#### AIM OF THE TASK:
In the entries below, count every line containing "None". Return the number and nothing else.

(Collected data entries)
↓
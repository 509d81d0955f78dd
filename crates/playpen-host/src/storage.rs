//! Key/value persistence for pens and settings.
//!
//! Two backends are provided:
//! - [`FileStorage`]: one `<key>.json` file per key under a directory
//! - [`MemoryStorage`]: process-local, used when no directory is configured

use std::fs;
use std::io;
use std::path::{Path, PathBuf};

use dashmap::DashMap;
use tracing::{debug, instrument};

use playpen_common::StorageError;

/// A string-valued key/value store.
pub trait Storage: Send + Sync {
    /// Read a value. A missing key is `Ok(None)`.
    fn get(&self, key: &str) -> Result<Option<String>, StorageError>;

    /// Write a value, replacing any previous one.
    fn set(&self, key: &str, value: &str) -> Result<(), StorageError>;

    /// Remove a value. Removing a missing key is not an error.
    fn remove(&self, key: &str) -> Result<(), StorageError>;
}

fn validate_key(key: &str) -> Result<(), StorageError> {
    let valid = !key.is_empty()
        && key
            .chars()
            .all(|c| c.is_ascii_alphanumeric() || c == '-' || c == '_');
    if valid {
        Ok(())
    } else {
        Err(StorageError::InvalidKey {
            key: key.to_string(),
        })
    }
}

/// Directory-backed storage.
#[derive(Debug, Clone)]
pub struct FileStorage {
    dir: PathBuf,
}

impl FileStorage {
    /// Open (and create if needed) a storage directory.
    ///
    /// # Errors
    ///
    /// Returns an error if the directory cannot be created.
    pub fn open(dir: impl AsRef<Path>) -> Result<Self, StorageError> {
        let dir = dir.as_ref().to_path_buf();
        fs::create_dir_all(&dir).map_err(|source| StorageError::Io {
            key: dir.display().to_string(),
            source,
        })?;
        debug!(dir = %dir.display(), "Opened file storage");
        Ok(Self { dir })
    }

    /// The storage directory.
    pub fn dir(&self) -> &Path {
        &self.dir
    }

    fn path(&self, key: &str) -> Result<PathBuf, StorageError> {
        validate_key(key)?;
        Ok(self.dir.join(format!("{key}.json")))
    }
}

impl Storage for FileStorage {
    #[instrument(skip(self))]
    fn get(&self, key: &str) -> Result<Option<String>, StorageError> {
        match fs::read_to_string(self.path(key)?) {
            Ok(value) => Ok(Some(value)),
            Err(e) if e.kind() == io::ErrorKind::NotFound => Ok(None),
            Err(source) => Err(StorageError::Io {
                key: key.to_string(),
                source,
            }),
        }
    }

    #[instrument(skip(self, value), fields(len = value.len()))]
    fn set(&self, key: &str, value: &str) -> Result<(), StorageError> {
        let path = self.path(key)?;
        // Readers never observe a partially written value.
        let tmp = path.with_extension("json.tmp");
        fs::write(&tmp, value)
            .and_then(|()| fs::rename(&tmp, &path))
            .map_err(|source| StorageError::Io {
                key: key.to_string(),
                source,
            })
    }

    #[instrument(skip(self))]
    fn remove(&self, key: &str) -> Result<(), StorageError> {
        match fs::remove_file(self.path(key)?) {
            Ok(()) => Ok(()),
            Err(e) if e.kind() == io::ErrorKind::NotFound => Ok(()),
            Err(source) => Err(StorageError::Io {
                key: key.to_string(),
                source,
            }),
        }
    }
}

/// In-memory storage.
#[derive(Debug, Default)]
pub struct MemoryStorage {
    values: DashMap<String, String>,
}

impl MemoryStorage {
    /// Create an empty store.
    pub fn new() -> Self {
        Self::default()
    }

    /// Number of stored keys.
    pub fn len(&self) -> usize {
        self.values.len()
    }

    /// Returns `true` if nothing is stored.
    pub fn is_empty(&self) -> bool {
        self.values.is_empty()
    }
}

impl Storage for MemoryStorage {
    fn get(&self, key: &str) -> Result<Option<String>, StorageError> {
        validate_key(key)?;
        Ok(self.values.get(key).map(|v| v.value().clone()))
    }

    fn set(&self, key: &str, value: &str) -> Result<(), StorageError> {
        validate_key(key)?;
        self.values.insert(key.to_string(), value.to_string());
        Ok(())
    }

    fn remove(&self, key: &str) -> Result<(), StorageError> {
        validate_key(key)?;
        self.values.remove(key);
        Ok(())
    }
}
↑
#### WRITTEN ANSWER:
2